Este cacique, viendo que los españoles hacían navíos para irse por el río abajo y considerando que pues habían visto tantas y tan buenas provincias como en aquel reino habían descubierto y que, llevando noticia de las riquezas y buenas calidades de la tierra (como gente codiciosa que buscaba donde poblar), volverían en mayor número a la conquistar y ganar para sí, quitándola a sus señores naturales, lo cual le pareció que sería bien prevenirse con dar orden que los españoles no saliesen de aquella tierra, sino que muriesen todos en ella, porque en parte alguna no diesen aviso de lo que en aquel reino habían visto. Con este mal propósito mandó llamar los nobles y principales de su tierra y les declaró su intención y les pidió su parecer.
Los indios concluyeron ser muy acertado lo que su curaca y señor contra los castellanos quería hacer, y que el parecer y consejo de ellos era que con toda brevedad se pusiese por obra la intención del cacique y que ellos le servirían hastar morir.
Con esta común determinación de los suyos, Quigualtanqui, por asegurar más su hecho, envió embajadores a los demás caciques y señores de la comarca avisándoles de la determinada voluntad que contra los españoles tenía, y que, pues el peligro que temía y deseaba remediar corría por todos, les rogaba y exhortaba, dejadas las enemistades y antiguas pasiones que siempre entre ellos había, acudiesen conformes y unánimes a estorbar y atajar el mal que les podría venir si gentes extrañas fuesen a quitarles sus tierras, mujeres e hijos, haciéndolos esclavos y tributarios.
Los curacas y señores de la comarca recibieron cada uno de por sí con mucho aplauso y regocijo a los embajadores de Quigualtanqui, y con la misma solemnidad aprobaron su parecer y consejo y loaron mucho su discreción y prudencia, así por parecerles que tenía razón en lo que decía como por no le desdeñar y enojar si lo contradijesen, que todos le temían por ser más poderoso que ellos.
De esta manera se aliaron diez curacas de una parte y otra del río, y entre todos ellos fue acordado que cada uno en su tierra, con gran secreto y diligencia, apercibiese la gente que pudiese y juntase las canoas y los demás aparatos necesarios para la guerra que en tierra y agua pretendían hacer a los españoles; y que con ellos fingiesen paz y amistad para descuidarlos y tomarlos desapercibidos; y que cada uno de por sí enviase sus embajadores, y no fuesen todos juntos, porque los españoles no sospechasen algo de la liga y se recatasen de ellos.

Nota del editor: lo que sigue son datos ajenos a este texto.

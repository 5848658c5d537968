//! Security primitives.

pub mod bcrypt_hasher;

pub use bcrypt_hasher::BcryptPasswordHasher;
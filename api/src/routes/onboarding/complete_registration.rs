//! Handler for POST /api/v1/onboarding/complete

use actix_web::{web, HttpResponse};
use tracing::info;
use validator::Validate;

use onbo_core::domain::entities::verification_session::VerificationPurpose;
use onbo_core::repositories::UserRepository;
use onbo_core::services::verification::{Notifier, PasswordHasher, TemporaryStore};
use onbo_shared::types::ApiResponse;
use onbo_shared::utils::mask_contact;

use crate::dto::onboarding::{CompleteRegistrationRequest, CompleteRegistrationResponse};
use crate::handlers::ApiError;

use super::AppState;

/// Complete a staged registration.
///
/// Atomically consumes the verification session and its draft, then
/// commits the account. Answers 201 with the durable user id.
pub async fn complete_registration<U, N, T, H>(
    state: web::Data<AppState<U, N, T, H>>,
    request: web::Json<CompleteRegistrationRequest>,
) -> Result<HttpResponse, ApiError>
where
    U: UserRepository + 'static,
    N: Notifier + 'static,
    T: TemporaryStore + 'static,
    H: PasswordHasher + 'static,
{
    let request = request.into_inner();
    request.validate().map_err(ApiError::from_validation)?;

    let user_id = state
        .onboarding
        .complete_registration(
            &request.contact,
            VerificationPurpose::FinishRegistration,
            &request.code,
        )
        .await?;

    info!(
        contact = %mask_contact(&request.contact),
        user_id = %user_id,
        "Registration completed"
    );

    Ok(HttpResponse::Created().json(ApiResponse::success(CompleteRegistrationResponse {
        user_id,
    })))
}
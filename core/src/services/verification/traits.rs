//! Traits for the collaborators of the verification workflow.
//!
//! These are the narrow seams behind which delivery channels, the volatile
//! TTL store, and password hashing live. Implementations are provided by
//! the infrastructure crate; in-memory versions for tests live in
//! [`super::mocks`].

use async_trait::async_trait;

use crate::domain::entities::verification_session::DeliveryMethod;

/// Trait for delivering verification codes to a contact address
#[async_trait]
pub trait Notifier: Send + Sync {
    /// Deliver a code over the given channel.
    ///
    /// Returns a provider message id on success. Delivery is
    /// fire-and-forget from the workflow's perspective; a failure leaves
    /// any staged records untouched.
    async fn deliver_code(
        &self,
        contact: &str,
        method: DeliveryMethod,
        code: &str,
        expires_in_seconds: u64,
    ) -> Result<String, String>;
}

/// Trait for the volatile TTL-keyed store backing sessions and drafts.
///
/// Every operation is atomic with respect to the keys it names. Any
/// backing store providing per-key expiry and an atomic check-and-delete
/// primitive satisfies this contract; no specific store is load-bearing.
#[async_trait]
pub trait TemporaryStore: Send + Sync {
    /// Write a value, overwriting any existing one, expiring after `ttl_seconds`
    async fn set_with_expiry(&self, key: &str, value: &str, ttl_seconds: u64)
        -> Result<(), String>;

    /// Read a value; `None` if absent or already evicted
    async fn get(&self, key: &str) -> Result<Option<String>, String>;

    /// Atomically read and remove a value; `None` if absent
    async fn get_del(&self, key: &str) -> Result<Option<String>, String>;

    /// Remove a key; returns whether it existed
    async fn delete(&self, key: &str) -> Result<bool, String>;

    /// Atomically read and remove two keys.
    ///
    /// Succeeds only when both keys exist, in which case both are removed
    /// and their values returned; otherwise neither key is touched. This is
    /// the single race-free mutation path of the workflow: concurrent
    /// callers racing on the same pair must observe at most one `Some`.
    async fn take_pair(
        &self,
        first: &str,
        second: &str,
    ) -> Result<Option<(String, String)>, String>;
}

/// Trait for one-way password hashing.
///
/// The workflow hashes the claimant's secret before anything is staged, so
/// a reversible secret never reaches the temporary store. Hashing is
/// deliberately expensive; implementations move the work off the async
/// executor.
#[async_trait]
pub trait PasswordHasher: Send + Sync {
    /// Hash a plaintext secret
    async fn hash_password(&self, plaintext: &str) -> Result<String, String>;

    /// Check a plaintext secret against a stored hash
    async fn verify_password(&self, plaintext: &str, hash: &str) -> Result<bool, String>;
}
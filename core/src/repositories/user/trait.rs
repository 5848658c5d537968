//! User repository trait defining the interface for user data persistence.
//!
//! This is the durable, authoritative store for committed accounts. The
//! onboarding workflow only ever calls it with fully verified payloads;
//! staged (unverified) data never reaches an implementation of this trait.

use async_trait::async_trait;

use crate::domain::entities::user::User;
use crate::errors::DomainError;

/// Repository trait for User entity persistence operations
#[async_trait]
pub trait UserRepository: Send + Sync {
    /// Find a user by their email address (normalized, lowercase)
    ///
    /// # Returns
    /// * `Ok(Some(User))` - User found
    /// * `Ok(None)` - No user registered with this address
    /// * `Err(DomainError)` - Database or other error occurred
    async fn find_by_email(&self, email: &str) -> Result<Option<User>, DomainError>;

    /// Find a user by their phone number (E.164)
    async fn find_by_phone(&self, phone: &str) -> Result<Option<User>, DomainError>;

    /// Create a new user in the repository
    ///
    /// # Returns
    /// * `Ok(User)` - The created user
    /// * `Err(DomainError)` - Creation failed (e.g. a duplicate account was
    ///   committed concurrently through another path, or a storage error)
    async fn create(&self, user: User) -> Result<User, DomainError>;
}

Concluida la conjuración entre los curacas, Quigualtanqui, como principal autor de ella, envió luego sus mensajeros al gobernador Luis de Moscoso ofreciéndole su amistad y el servicio que de él quisiese recibir. Lo mismo hicieron los demás caciques, a los cuales respondió el general agradeciendo su buen ofrecimiento y que los españoles holgaban mucho tener paz y amistad con ellos. Y, en efecto, holgaron con la embajada, no entendiendo la traición que debajo de ella había, y el contento fue porque había muchos días que andaban ahítos de pelear.
En esta liga, aunque fue convidado, no quiso entrar el cacique Anilco, ni su capitán general, a quien también llamamos Anilco; antes les pesó saber que los demás curacas tratasen de matar los castellanos porque los amaban y querían bien. Con este amor, y por cumplir la fe y palabra que de su leal amistad les habían dado, el apu Anilco, de parte de su cacique y suya, dio cuenta al gobernador de lo que los indios de la comarca trataban contra él y, habiendo dado el aviso, dijo que de nuevo ofrecía a su señoría el servicio y amistad de su cacique y la suya y que le servirían con el mismo amor y lealtad que hasta entonces, y prometía de avisar adelante lo que entre los conjurados se tratase.
El gobernador, con muy buenas palabras, agradeció al general Anilco lo que le dijo, y las mismas envió a decir a su curaca, estimando mucho su amistad y lealtad.
Es de notar que el cacique Anilco, aunque hacía a los españoles la amistad y servicio que hemos dicho, nunca quiso venir a ver al general y siempre se excusó con decir que tenía falta de salud. Mas la verdad es que él mismo confesaba a los suyos estar corrido y avergonzado de no haber aceptado la paz y amistad que los castellanos, cuando la primera vez vinieron a su tierra, le habían ofrecido, y decía que este empacho no le daba lugar a que pareciese ante ellos.
Del curaca Guachoya, que también se mostraba ser amigo de los nuestros, no se pudo saber de cierto si entraba en la liga o no, mas sospechose que, pues no daba noticia de ella, la consentía, y que a su tiempo entraría en ella. A esta sospecha y mal indicio ayudaba otro peor, que era el odio y rencor que mostraba tener al cacique Anilco, y lo mucho que le pesaba de que el gobernador y los españoles le honrasen y preciasen tanto como le estimaban. Lo cual ellos hacían en agradecimiento de lo mucho que les ayudaba para hacer los bergantines y por lo que nuevamente con su lealtad les había obligado en avisarles del levantamiento de la tierra. Empero Guachoya, no atendiendo a las obligaciones de los españoles, antes instigado de la enemistad antigua y de la envidia presente, andaba siempre con el gobernador descomponiendo y desacreditando a Anilco, diciendo de él en secreto todo el mal que podía. Lo cual atribuían el general y sus capitanes que lo hacía con industria y maña para que no creyesen a Anilco si de la liga les hubiese dicho o dijese algo, porque Guachoya, por no haber querido Anilco entrar en ella, lo tenía por sospechoso y contrario de todos y temía que había de descubrir la traición que los demás curacas tenían ordenada, y así andaba disimuladamente previniendo lo que parecía convenirle.